▶ Work item: What you return must match the records exactly, line for line.

____

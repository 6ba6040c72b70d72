use rossler_core::{Coordinate, Rossler, State};
use serde::{Deserialize, Serialize};

/// Configuration for a divergence run.
///
/// The default reproduces the canonical demonstration: the chaotic Rössler
/// parameters integrated over `[0, 300)` at a step of `0.001`, from the
/// initial states `(0.1, 0, 0.1)` and `(0.1001, 0, 0.1001)`, compared in the
/// `x` coordinate.
#[derive(Debug, Clone, Copy, PartialEq, Serialize, Deserialize)]
pub struct Config {
    /// The system both trajectories integrate.
    pub system: Rossler,

    /// First sample instant of the uniform grid.
    pub start: f64,

    /// Exclusive upper bound of the uniform grid.
    pub stop: f64,

    /// Step size of the uniform grid.
    pub step: f64,

    /// Initial state of the base trajectory.
    pub initial: State,

    /// Initial state of the perturbed trajectory.
    pub perturbed: State,

    /// The coordinate compared between the two trajectories.
    pub coordinate: Coordinate,
}

impl Default for Config {
    fn default() -> Self {
        Self {
            system: Rossler::default(),
            start: 0.0,
            stop: 300.0,
            step: 0.001,
            initial: State::new(0.1, 0.0, 0.1),
            perturbed: State::new(0.1001, 0.0, 0.1001),
            coordinate: Coordinate::X,
        }
    }
}

impl Config {
    /// Sets the system parameters.
    #[must_use]
    pub fn system(mut self, system: Rossler) -> Self {
        self.system = system;
        self
    }

    /// Sets the start and exclusive stop of the time span.
    #[must_use]
    pub fn time_span(mut self, start: f64, stop: f64) -> Self {
        self.start = start;
        self.stop = stop;
        self
    }

    /// Sets the step size.
    #[must_use]
    pub fn step(mut self, step: f64) -> Self {
        self.step = step;
        self
    }

    /// Sets the base initial state.
    #[must_use]
    pub fn initial(mut self, initial: State) -> Self {
        self.initial = initial;
        self
    }

    /// Sets the perturbed initial state.
    #[must_use]
    pub fn perturbed(mut self, perturbed: State) -> Self {
        self.perturbed = perturbed;
        self
    }

    /// Sets the compared coordinate.
    #[must_use]
    pub fn coordinate(mut self, coordinate: Coordinate) -> Self {
        self.coordinate = coordinate;
        self
    }
}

____

▶ Response:
repository 6ba6040c72b70d72
use rossler_core::{Coordinate, Rossler, State};
use serde::{Deserialize, Serialize};

/// Configuration for a divergence run.
///
/// The default reproduces the canonical demonstration: the chaotic Rössler
/// parameters integrated over `[0, 300)` at a step of `0.001`, from the
/// initial states `(0.1, 0, 0.1)` and `(0.1001, 0, 0.1001)`, compared in the
/// `x` coordinate.
#[derive(Debug, Clone, Copy, PartialEq, Serialize, Deserialize)]
pub struct Config {
    /// The system both trajectories integrate.
    pub system: Rossler,

    /// First sample instant of the uniform grid.
    pub start: f64,

    /// Exclusive upper bound of the uniform grid.
    pub stop: f64,

    /// Step size of the uniform grid.
    pub step: f64,

    /// Initial state of the base trajectory.
    pub initial: State,

    /// Initial state of the perturbed trajectory.
    pub perturbed: State,

    /// The coordinate compared between the two trajectories.
    pub coordinate: Coordinate,
}

impl Default for Config {
    fn default() -> Self {
        Self {
            system: Rossler::default(),
            start: 0.0,
            stop: 300.0,
            step: 0.001,
            initial: State::new(0.1, 0.0, 0.1),
            perturbed: State::new(0.1001, 0.0, 0.1001),
            coordinate: Coordinate::X,
        }
    }
}

impl Config {
    /// Sets the system parameters.
    #[must_use]
    pub fn system(mut self, system: Rossler) -> Self {
        self.system = system;
        self
    }

    /// Sets the start and exclusive stop of the time span.
    #[must_use]
    pub fn time_span(mut self, start: f64, stop: f64) -> Self {
        self.start = start;
        self.stop = stop;
        self
    }

    /// Sets the step size.
    #[must_use]
    pub fn step(mut self, step: f64) -> Self {
        self.step = step;
        self
    }

    /// Sets the base initial state.
    #[must_use]
    pub fn initial(mut self, initial: State) -> Self {
        self.initial = initial;
        self
    }

    /// Sets the perturbed initial state.
    #[must_use]
    pub fn perturbed(mut self, perturbed: State) -> Self {
        self.perturbed = perturbed;
        self
    }

    /// Sets the compared coordinate.
    #[must_use]
    pub fn coordinate(mut self, coordinate: Coordinate) -> Self {
        self.coordinate = coordinate;
        self
    }
}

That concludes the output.